The new Gmail logo is now an M made out of Google’s core blue, red, yellow, and green brand colors. It more closely matches similar logos for Google itself, Google Maps, Google Photos, Chrome, and many more Google products. Goodbye, envelope.
But turns out not everyone was stoked about it. All the same colors leads to more confusion.
Google scale: take 5 iconic, visually distinct logos and ruin all of them at once. pic.twitter.com/yttToio8NV
— Dan Romero (@dwr) October 6, 2020
In isolation, I don't mind this new Gmail logo at all. Cleverly hides the envelope.
But every time Google gives me another new four-color app icon, makes it that much harder to pick the right one on my phone.

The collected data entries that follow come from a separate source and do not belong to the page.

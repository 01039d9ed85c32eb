//! Per-URL fetch+classify+extract operation
//!
//! One `scrape` call leases a session, navigates, waits for the expected
//! markup with a timeout, and classifies whatever markup is present. A
//! timed-out wait degrades gracefully: extraction still runs, but the
//! session is treated as suspect and destroyed on release. Session-level
//! failures destroy the session and retry with a fresh one up to the
//! retry budget; exhausting the budget yields an empty result instead of
//! an error, so no single page can abort a crawl.

use crate::config::CrawlerConfig;
use crate::crawler::{Extractor, PageContent, ScrapeResult};
use crate::session::{PooledSession, SessionPool};
use crate::SessionResult;
use std::sync::Arc;
use std::time::Duration;
use url::Url;

/// Runs fetch+classify+extract operations over pooled sessions
#[derive(Clone)]
pub struct Dispatcher {
    pool: Arc<SessionPool>,
    extractor: Arc<Extractor>,
    wait_selector: &'static str,
    wait_timeout: Duration,
    retry_budget: u32,
    acquire_backoff: Duration,
}

impl Dispatcher {
    /// Builds a dispatcher waiting for `wait_selector` on every page
    pub fn new(
        pool: Arc<SessionPool>,
        extractor: Arc<Extractor>,
        wait_selector: &'static str,
        config: &CrawlerConfig,
    ) -> Self {
        Self {
            pool,
            extractor,
            wait_selector,
            wait_timeout: Duration::from_millis(config.page_wait_timeout_ms),
            retry_budget: config.retry_budget,
            acquire_backoff: Duration::from_millis(config.acquire_backoff_ms),
        }
    }

    /// Fetches and classifies one page
    ///
    /// Never fails: after the retry budget is spent the page is reported
    /// as empty navigation and the crawl moves on.
    pub async fn scrape(&self, url: Url) -> ScrapeResult {
        for attempt in 0..=self.retry_budget {
            let mut lease = match self.pool.acquire().await {
                Ok(lease) => lease,
                Err(e) => {
                    tracing::warn!("Could not acquire session for {}: {}", url, e);
                    tokio::time::sleep(self.acquire_backoff).await;
                    continue;
                }
            };

            match self.fetch_page(&mut lease, &url).await {
                Ok((html, markup_found)) => {
                    // A timed-out wait leaves the session suspect; keep
                    // the page, drop the session.
                    self.pool.release(lease, markup_found).await;

                    let content = self.extractor.classify(&url, &html);
                    match &content {
                        PageContent::Navigation { urls } => {
                            tracing::debug!("{}: navigation, {} links", url, urls.len());
                        }
                        PageContent::Leaf { rows } => {
                            tracing::debug!("{}: leaf, {} rows", url, rows.len());
                        }
                    }
                    return ScrapeResult { url, content };
                }
                Err(e) => {
                    tracing::warn!(
                        "Session failure on {} (attempt {}/{}): {}",
                        url,
                        attempt + 1,
                        self.retry_budget + 1,
                        e
                    );
                    self.pool.release(lease, false).await;
                    tokio::time::sleep(self.acquire_backoff).await;
                }
            }
        }

        tracing::error!("Giving up on {} after {} attempts", url, self.retry_budget + 1);
        ScrapeResult::empty(url)
    }

    async fn fetch_page(
        &self,
        session: &mut PooledSession,
        url: &Url,
    ) -> SessionResult<(String, bool)> {
        session.goto(url.as_str()).await?;

        let markup_found = session
            .wait_for_markup(self.wait_selector, self.wait_timeout)
            .await?;
        if !markup_found {
            tracing::warn!(
                "Timed out waiting for '{}' on {}; extracting from partial page",
                self.wait_selector,
                url
            );
        }

        let html = session.page_source().await?;
        Ok((html, markup_found))
    }
}
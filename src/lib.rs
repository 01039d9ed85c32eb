//! Indumine Crawler: a remotely controllable catalog crawler
//!
//! This crate implements the crawl orchestration engine for a large public
//! product catalog: a bounded pool of headless browser sessions, a
//! cooperative scheduler driving discovery and extraction passes, a
//! resumable CSV sink, a relational loader, and an MQTT control plane for
//! starting and stopping jobs remotely.

pub mod config;
pub mod control;
pub mod crawler;
pub mod loader;
pub mod session;
pub mod sink;
pub mod url;

use std::path::PathBuf;
use thiserror::Error;

/// Main error type for crawler operations
#[derive(Debug, Error)]
pub enum CrawlerError {
    #[error("Configuration error: {0}")]
    Config(#[from] ConfigError),

    #[error("URL error: {0}")]
    Url(#[from] UrlError),

    #[error("Session error: {0}")]
    Session(#[from] SessionError),

    #[error("Sink error: {0}")]
    Sink(#[from] sink::SinkError),

    #[error("Loader error: {0}")]
    Loader(#[from] loader::LoaderError),

    #[error("Missing prerequisite artifact: {path} (run a discovery job first)")]
    MissingPrerequisite { path: PathBuf },

    #[error("IO error: {0}")]
    Io(#[from] std::io::Error),
}

/// Configuration-specific errors
#[derive(Debug, Error)]
pub enum ConfigError {
    #[error("Failed to read config file: {0}")]
    Io(#[from] std::io::Error),

    #[error("Failed to parse TOML: {0}")]
    Parse(#[from] toml::de::Error),

    #[error("Validation error: {0}")]
    Validation(String),

    #[error("Invalid URL in config: {0}")]
    InvalidUrl(String),
}

/// URL-specific errors
#[derive(Debug, Error)]
pub enum UrlError {
    #[error("Failed to parse URL: {0}")]
    Parse(String),

    #[error("Invalid URL scheme: {0}")]
    InvalidScheme(String),

    #[error("Missing host in URL")]
    MissingHost,
}

/// Browser-session errors
///
/// `Create` covers failures to open a new session (driver endpoint down,
/// capability rejection). `Command` covers failures of an established
/// session (crashed browser process, dropped connection); the dispatcher
/// treats these as grounds to destroy the session and retry with a fresh
/// one.
#[derive(Debug, Error)]
pub enum SessionError {
    #[error("Failed to create browser session: {0}")]
    Create(String),

    #[error("Browser session command failed: {0}")]
    Command(String),
}

/// Result type alias for crawler operations
pub type Result<T> = std::result::Result<T, CrawlerError>;

/// Result type alias for configuration operations
pub type ConfigResult<T> = std::result::Result<T, ConfigError>;

/// Result type alias for URL operations
pub type UrlResult<T> = std::result::Result<T, UrlError>;

/// Result type alias for session operations
pub type SessionResult<T> = std::result::Result<T, SessionError>;

// Re-export commonly used types
pub use config::Config;
pub use control::{JobMode, JobState};
pub use crawler::{FieldRow, PageContent, ScrapeResult};
pub use url::{is_product_like, normalize_url};
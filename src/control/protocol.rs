//! Remote-control wire types
//!
//! Commands arrive as JSON on the command topic; status payloads go out
//! as JSON on the status topic, one per state transition and per
//! completed unit of work.

use chrono::Utc;
use serde::{Deserialize, Serialize};
use std::fmt;
use std::str::FromStr;

/// The two remote commands
#[derive(Debug, Clone, Copy, PartialEq, Eq, Serialize, Deserialize)]
#[serde(rename_all = "lowercase")]
pub enum CommandKind {
    Start,
    Stop,
}

/// What a job does
#[derive(Debug, Clone, Copy, PartialEq, Eq, Default, Serialize, Deserialize)]
#[serde(rename_all = "lowercase")]
pub enum JobMode {
    /// Crawl the link graph and write the product-URL list
    Discovery,

    /// Extract rows from a previously discovered product-URL list and
    /// load them into the database
    #[default]
    Product,

    /// Discovery followed by product extraction
    Full,
}

impl fmt::Display for JobMode {
    fn fmt(&self, f: &mut fmt::Formatter<'_>) -> fmt::Result {
        let s = match self {
            JobMode::Discovery => "discovery",
            JobMode::Product => "product",
            JobMode::Full => "full",
        };
        write!(f, "{}", s)
    }
}

impl FromStr for JobMode {
    type Err = String;

    fn from_str(s: &str) -> Result<Self, Self::Err> {
        match s {
            "discovery" => Ok(JobMode::Discovery),
            "product" => Ok(JobMode::Product),
            "full" => Ok(JobMode::Full),
            other => Err(format!(
                "unknown job mode '{}' (expected discovery, product, or full)",
                other
            )),
        }
    }
}

/// Job lifecycle states
///
/// `Disconnected` is a control-plane availability note, not a job-state
/// transition: it never overrides the state of a running job.
#[derive(Debug, Clone, Copy, PartialEq, Eq, Serialize, Deserialize)]
#[serde(rename_all = "lowercase")]
pub enum JobState {
    Idle,
    Running,
    Error,
    Cancelled,
    Stopped,
    Disconnected,
}

impl fmt::Display for JobState {
    fn fmt(&self, f: &mut fmt::Formatter<'_>) -> fmt::Result {
        let s = match self {
            JobState::Idle => "idle",
            JobState::Running => "running",
            JobState::Error => "error",
            JobState::Cancelled => "cancelled",
            JobState::Stopped => "stopped",
            JobState::Disconnected => "disconnected",
        };
        write!(f, "{}", s)
    }
}

/// A command received on the command topic
#[derive(Debug, Clone, Deserialize)]
pub struct Command {
    pub command: CommandKind,

    /// Caller-chosen job id; a short one is generated when absent
    #[serde(default)]
    pub job_id: Option<String>,

    #[serde(default)]
    pub mode: JobMode,
}

/// A status payload published on the status topic
#[derive(Debug, Clone, Serialize, Deserialize)]
pub struct JobStatus {
    pub job_id: Option<String>,
    pub state: JobState,
    pub processed: u64,
    pub total_estimated: u64,
    pub message: String,
    /// ISO 8601
    pub timestamp: String,
}

impl JobStatus {
    /// Builds a status payload stamped with the current time
    pub fn now(
        job_id: Option<String>,
        state: JobState,
        processed: u64,
        total_estimated: u64,
        message: impl Into<String>,
    ) -> Self {
        Self {
            job_id,
            state,
            processed,
            total_estimated,
            message: message.into(),
            timestamp: Utc::now().to_rfc3339(),
        }
    }
}
//! Browser session abstraction and bounded session pool
//!
//! All page I/O goes through the [`BrowserSession`] trait so that the
//! pool, dispatcher, and scheduler never depend on a concrete automation
//! backend. Production uses WebDriver sessions; tests use scripted mocks.

mod pool;
mod webdriver;

pub use pool::{PooledSession, SessionPool};
pub use webdriver::{WebDriverFactory, WebDriverSession};

use crate::SessionResult;
use async_trait::async_trait;
use std::time::Duration;

/// One headless browser automation session
///
/// The unit of pooled, reusable browser capacity. A session that returns
/// an error from any command is considered crashed; callers must destroy
/// it rather than return it to the pool.
#[async_trait]
pub trait BrowserSession: Send {
    /// Navigates the session to the given URL
    async fn goto(&mut self, url: &str) -> SessionResult<()>;

    /// Waits until an element matching `selector` is present
    ///
    /// Returns `Ok(true)` if the markup appeared within `timeout`, and
    /// `Ok(false)` on a plain timeout with the session still usable.
    /// Session-level failures return `Err`.
    async fn wait_for_markup(&mut self, selector: &str, timeout: Duration) -> SessionResult<bool>;

    /// Returns the current page source
    async fn page_source(&mut self) -> SessionResult<String>;

    /// Probes whether the underlying browser process still responds
    ///
    /// The pool calls this before handing a pooled session out, so a dead
    /// process is detected up front rather than on the first failed
    /// navigation.
    async fn is_alive(&mut self) -> bool;

    /// Tears the session down, releasing the browser process
    async fn close(self: Box<Self>);
}

/// Creates new browser sessions on demand
#[async_trait]
pub trait SessionFactory: Send + Sync {
    async fn create(&self) -> SessionResult<Box<dyn BrowserSession>>;
}
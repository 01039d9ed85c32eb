//! Crawl engine: frontier tracking, page extraction, dispatch, scheduling
//!
//! The scheduler owns the frontier and a bounded set of in-flight page
//! tasks; the dispatcher runs one fetch+classify+extract operation per
//! URL over a pooled browser session; the extractor turns page markup
//! into either follow links or field rows, never both.

mod dispatcher;
mod extract;
mod frontier;
mod scheduler;

pub use dispatcher::Dispatcher;
pub use extract::{Extractor, DISCOVERY_WAIT_SELECTOR, PRODUCT_WAIT_SELECTOR};
pub use frontier::Frontier;
pub use scheduler::{run_discovery, run_extraction, Progress, ProgressTx};

use url::Url;

/// One extracted field of a product page
#[derive(Debug, Clone, PartialEq, Eq)]
pub struct FieldRow {
    /// URL of the page the field was extracted from
    pub source_url: String,

    /// Feature name (e.g. "Power", "Voltage")
    pub feature: String,

    /// Feature value
    pub value: String,
}

/// What a page turned out to contain
///
/// A page is classified as exactly one of navigation or leaf: navigation
/// pages contribute follow links and no rows, leaf pages contribute rows
/// and no follow links.
#[derive(Debug, Clone)]
pub enum PageContent {
    /// A navigation node with links to follow
    Navigation { urls: Vec<Url> },

    /// A leaf/product node with extracted field rows
    Leaf { rows: Vec<FieldRow> },
}

impl PageContent {
    /// Links to follow; empty for leaf pages
    pub fn next_urls(&self) -> &[Url] {
        match self {
            PageContent::Navigation { urls } => urls,
            PageContent::Leaf { .. } => &[],
        }
    }

    /// Extracted rows; empty for navigation pages
    pub fn rows(&self) -> &[FieldRow] {
        match self {
            PageContent::Navigation { .. } => &[],
            PageContent::Leaf { rows } => rows,
        }
    }
}

/// Outcome of one `scrape` operation
#[derive(Debug, Clone)]
pub struct ScrapeResult {
    /// The URL that was scraped
    pub url: Url,

    /// The classified page content
    pub content: PageContent,
}

impl ScrapeResult {
    /// The "gave up" value: no links, no rows
    ///
    /// Returned after the retry budget is exhausted so one bad page never
    /// aborts a crawl.
    pub fn empty(url: Url) -> Self {
        Self {
            url,
            content: PageContent::Navigation { urls: Vec::new() },
        }
    }
}
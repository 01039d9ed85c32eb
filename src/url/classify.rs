use url::Url;

/// Path extensions that identify asset links rather than pages
const ASSET_EXTENSIONS: &[&str] = &[".jpg", ".jpeg", ".png", ".gif", ".webp", ".svg", ".pdf"];

/// Path tokens that mark a URL as product-like
///
/// This is a pure policy predicate: it only partitions the discovered set
/// for the extraction phase and has no effect on pool or scheduler logic.
const PRODUCT_PATH_TOKENS: &[&str] = &[
    "/product/",
    "/products/",
    "/produtos/",
    "/catalog/",
    "/industrial/",
    "/motors/",
    "/drives/",
    "/automation/",
    "/p/",
];

/// Decides whether a discovered link may enter the frontier
///
/// A candidate must share the base URL's host, contain the allowed locale
/// segment in its path, and not point at a static asset.
pub fn is_candidate(url: &Url, base: &Url, allowed_locale: &str) -> bool {
    if url.host_str() != base.host_str() {
        return false;
    }

    if !url.path().contains(allowed_locale) {
        return false;
    }

    !is_asset(url)
}

/// Returns true if the URL points at a static asset (image, document)
pub fn is_asset(url: &Url) -> bool {
    let path = url.path().to_lowercase();
    ASSET_EXTENSIONS.iter().any(|ext| path.ends_with(ext))
}

/// Heuristic: does this URL look like a product page?
pub fn is_product_like(url: &Url) -> bool {
    let lower = url.as_str().to_lowercase();
    PRODUCT_PATH_TOKENS.iter().any(|token| lower.contains(token))
}
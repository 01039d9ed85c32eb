//! Indumine Crawler main entry point
//!
//! Runs either as a remotely controlled service (MQTT command/status
//! topics) or as a one-shot standalone job.

use clap::Parser;
use indumine_crawler::config::load_config_with_hash;
use indumine_crawler::control::{run_standalone, ControlManager, JobMode, JobOutcome};
use indumine_crawler::session::WebDriverFactory;
use indumine_crawler::CrawlerError;
use std::path::PathBuf;
use std::process::ExitCode;
use std::sync::Arc;
use tracing_subscriber::EnvFilter;

/// Indumine Crawler: catalog crawl orchestration engine
///
/// Discovers product pages on a catalog site through a pool of headless
/// browser sessions, extracts their specification tables into a CSV
/// sink, and loads the sink into a relational catalog database. Without
/// `--standalone` it connects to the MQTT broker and waits for start and
/// stop commands.
#[derive(Parser, Debug)]
#[command(name = "indumine-crawler")]
#[command(version = "0.3.0")]
#[command(about = "Remotely controllable catalog crawler", long_about = None)]
struct Cli {
    /// Path to TOML configuration file
    #[arg(value_name = "CONFIG")]
    config: PathBuf,

    /// Run one job locally instead of connecting to the broker
    #[arg(long)]
    standalone: bool,

    /// Job to run in standalone mode: discovery, product, or full
    #[arg(long, default_value = "full")]
    job: JobMode,

    /// Increase logging verbosity (-v, -vv, -vvv)
    #[arg(short, long, action = clap::ArgAction::Count)]
    verbose: u8,

    /// Suppress non-error output
    #[arg(short, long, conflicts_with = "verbose")]
    quiet: bool,
}

#[tokio::main]
async fn main() -> ExitCode {
    let cli = Cli::parse();

    setup_logging(cli.verbose, cli.quiet);

    tracing::info!("Loading configuration from: {}", cli.config.display());
    let config = match load_config_with_hash(&cli.config) {
        Ok((config, hash)) => {
            tracing::info!("Configuration loaded successfully (hash: {})", hash);
            config
        }
        Err(e) => {
            tracing::error!("Failed to load configuration: {}", e);
            return ExitCode::FAILURE;
        }
    };

    let factory = Arc::new(WebDriverFactory::new(&config.browser));

    if cli.standalone {
        match run_standalone(&config, cli.job, factory).await {
            Ok(JobOutcome::Completed) => ExitCode::SUCCESS,
            Ok(JobOutcome::Cancelled) => ExitCode::FAILURE,
            Err(e @ CrawlerError::MissingPrerequisite { .. }) => {
                tracing::error!("{}", e);
                ExitCode::FAILURE
            }
            Err(e) => {
                tracing::error!("Job failed: {}", e);
                ExitCode::FAILURE
            }
        }
    } else {
        // The control loop reconnects forever; it only exits with the
        // process.
        ControlManager::new(config, factory).run().await;
        ExitCode::SUCCESS
    }
}

/// Sets up the logging/tracing subscriber based on verbosity level
fn setup_logging(verbose: u8, quiet: bool) {
    let filter = if quiet {
        EnvFilter::new("error")
    } else {
        match verbose {
            0 => EnvFilter::new("indumine_crawler=info,warn"),
            1 => EnvFilter::new("indumine_crawler=debug,info"),
            2 => EnvFilter::new("indumine_crawler=trace,debug"),
            _ => EnvFilter::new("trace"),
        }
    };

    tracing_subscriber::fmt()
        .with_env_filter(filter)
        .with_target(false)
        .with_thread_ids(false)
        .with_file(false)
        .init();
}
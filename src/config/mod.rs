//! Configuration module
//!
//! Handles loading, parsing, and validating TOML configuration files.
//!
//! # Example
//!
//! ```no_run
//! use indumine_crawler::config::load_config;
//! use std::path::Path;
//!
//! let config = load_config(Path::new("config.toml")).unwrap();
//! println!("Session capacity: {}", config.crawler.max_sessions);
//! ```

mod parser;
mod types;
mod validation;

pub use parser::{compute_config_hash, load_config, load_config_with_hash};
pub use types::{BrokerConfig, BrowserConfig, Config, CrawlerConfig, OutputConfig};

/// Builds a small valid configuration for unit tests
#[cfg(test)]
pub(crate) fn test_config() -> Config {
    Config {
        crawler: CrawlerConfig {
            start_url: "https://www.example-catalog.net/institutional/BR/en/".to_string(),
            base_url: "https://www.example-catalog.net".to_string(),
            allowed_locale: "/BR/en/".to_string(),
            max_sessions: 4,
            max_concurrency: 4,
            discovery_passes: 2,
            retry_budget: 2,
            page_wait_timeout_ms: 15_000,
            acquire_backoff_ms: 10,
        },
        browser: BrowserConfig {
            webdriver_url: "http://localhost:4444".to_string(),
            user_agent: "TestAgent/1.0".to_string(),
            headless: true,
        },
        broker: BrokerConfig {
            host: "localhost".to_string(),
            port: 1883,
            username: None,
            password: None,
            client_id: "indumine-test".to_string(),
            command_topic: "indumine/crawler/command".to_string(),
            status_topic: "indumine/crawler/status".to_string(),
            reconnect_secs: 5,
        },
        output: OutputConfig {
            product_urls_path: "./data/product_urls.csv".to_string(),
            sink_path: "./data/products.csv".to_string(),
            database_path: "./data/catalog.db".to_string(),
        },
    }
}
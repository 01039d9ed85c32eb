//! Job control
//!
//! The supervisor implements the job state machine
//! (`idle → running → {idle, error, cancelled, stopped}`); the manager
//! feeds it commands from an MQTT topic and publishes its transitions;
//! the standalone runner executes one job without any control plane.

mod manager;
mod protocol;
mod runner;
mod standalone;

pub use manager::{ControlManager, JobSupervisor, StatusPublisher};
pub use protocol::{Command, CommandKind, JobMode, JobState, JobStatus};
pub use runner::{execute_job, JobOutcome};
pub use standalone::run_standalone;
use crate::UrlError;
use url::Url;

/// Normalizes a URL into its frontier identity form
///
/// The canonical form keeps scheme, host, and path only:
///
/// 1. Parse the URL; reject if malformed
/// 2. Reject non-HTTP(S) schemes
/// 3. Lowercase the host
/// 4. Remove the fragment (everything after #)
/// 5. Remove the query string
///
/// The result is idempotent: normalizing an already-normalized URL
/// returns it unchanged. The string form of the returned URL is the sole
/// identity used for frontier membership.
///
/// # Examples
///
/// ```
/// use indumine_crawler::url::normalize_url;
///
/// let url = normalize_url("https://EXAMPLE.COM/catalog/p/123?tab=specs#top").unwrap();
/// assert_eq!(url.as_str(), "https://example.com/catalog/p/123");
/// ```
pub fn normalize_url(url_str: &str) -> Result<Url, UrlError> {
    let mut url = Url::parse(url_str).map_err(|e| UrlError::Parse(e.to_string()))?;

    if url.scheme() != "http" && url.scheme() != "https" {
        return Err(UrlError::InvalidScheme(format!(
            "Only HTTP and HTTPS schemes are supported, got: {}",
            url.scheme()
        )));
    }

    if url.host_str().is_none() {
        return Err(UrlError::MissingHost);
    }

    url.set_fragment(None);
    url.set_query(None);

    Ok(url)
}

#[cfg(test)]
mod tests {
    use super::*;

    #[test]
    fn test_strips_fragment() {
        let result = normalize_url("https://example.com/page#section").unwrap();
        assert_eq!(result.as_str(), "https://example.com/page");
    }

    #[test]
    fn test_strips_query() {
        let result = normalize_url("https://example.com/page?a=1&b=2").unwrap();
        assert_eq!(result.as_str(), "https://example.com/page");
    }

    #[test]
    fn test_strips_both() {
        let result = normalize_url("https://example.com/page?tab=specs#top").unwrap();
        assert_eq!(result.as_str(), "https://example.com/page");
    }

    #[test]
    fn test_lowercases_host() {
        let result = normalize_url("https://EXAMPLE.COM/Page").unwrap();
        assert_eq!(result.as_str(), "https://example.com/Page");
    }

    #[test]
    fn test_idempotent() {
        let inputs = [
            "https://example.com/catalog/p/123?x=1#frag",
            "http://EXAMPLE.com/a/b/",
            "https://example.com/",
        ];

        for input in inputs {
            let once = normalize_url(input).unwrap();
            let twice = normalize_url(once.as_str()).unwrap();
            assert_eq!(once, twice, "normalize not idempotent for {}", input);
        }
    }

    #[test]
    fn test_invalid_scheme() {
        let result = normalize_url("ftp://example.com/page");
        assert!(matches!(result.unwrap_err(), UrlError::InvalidScheme(_)));
    }

    #[test]
    fn test_malformed_url() {
        let result = normalize_url("not a url");
        assert!(result.is_err());
    }
}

I'm still getting used to looking for a Maps pin. Used to be a map! https://t.co/o0LPmHPd0V
— Sean Hollister (@StarFire2258) October 6, 2020
5 iconic, visually distinct logos for products that are part of the same family, except that you cant tell that from their shapes, sizes, colors, and then take them towards a place that makes it clear they are both Google products and part of a single, now more integrated set. Ok
— Javier Soltero 🇵🇷 (@jsoltero) October 6, 2020
@gmail the new icon looks ugly
— AY-WN (@underratedtoxic) October 6, 2020
The lack of cohesive iconography is sending me. pic.twitter.com/Iw7xhPQQR6
— Killed by Ghoulge 👻 (@killedbygoogle) October 6, 2020
they murdered the gmail icon
— MMATT 😀 (@mmattbtw) October 6, 2020
A report in Fast Company revealed that Google considered dropping the M altogether or fully removing the Gmail red color, but people involved in user research studies weren’t happy with the changes. The studies did, however, help Google realize that the envelope part of the Gmail logo wasn’t a critical design element, allowing the team to experiment with keeping the M and adding Google’s traditional color palette.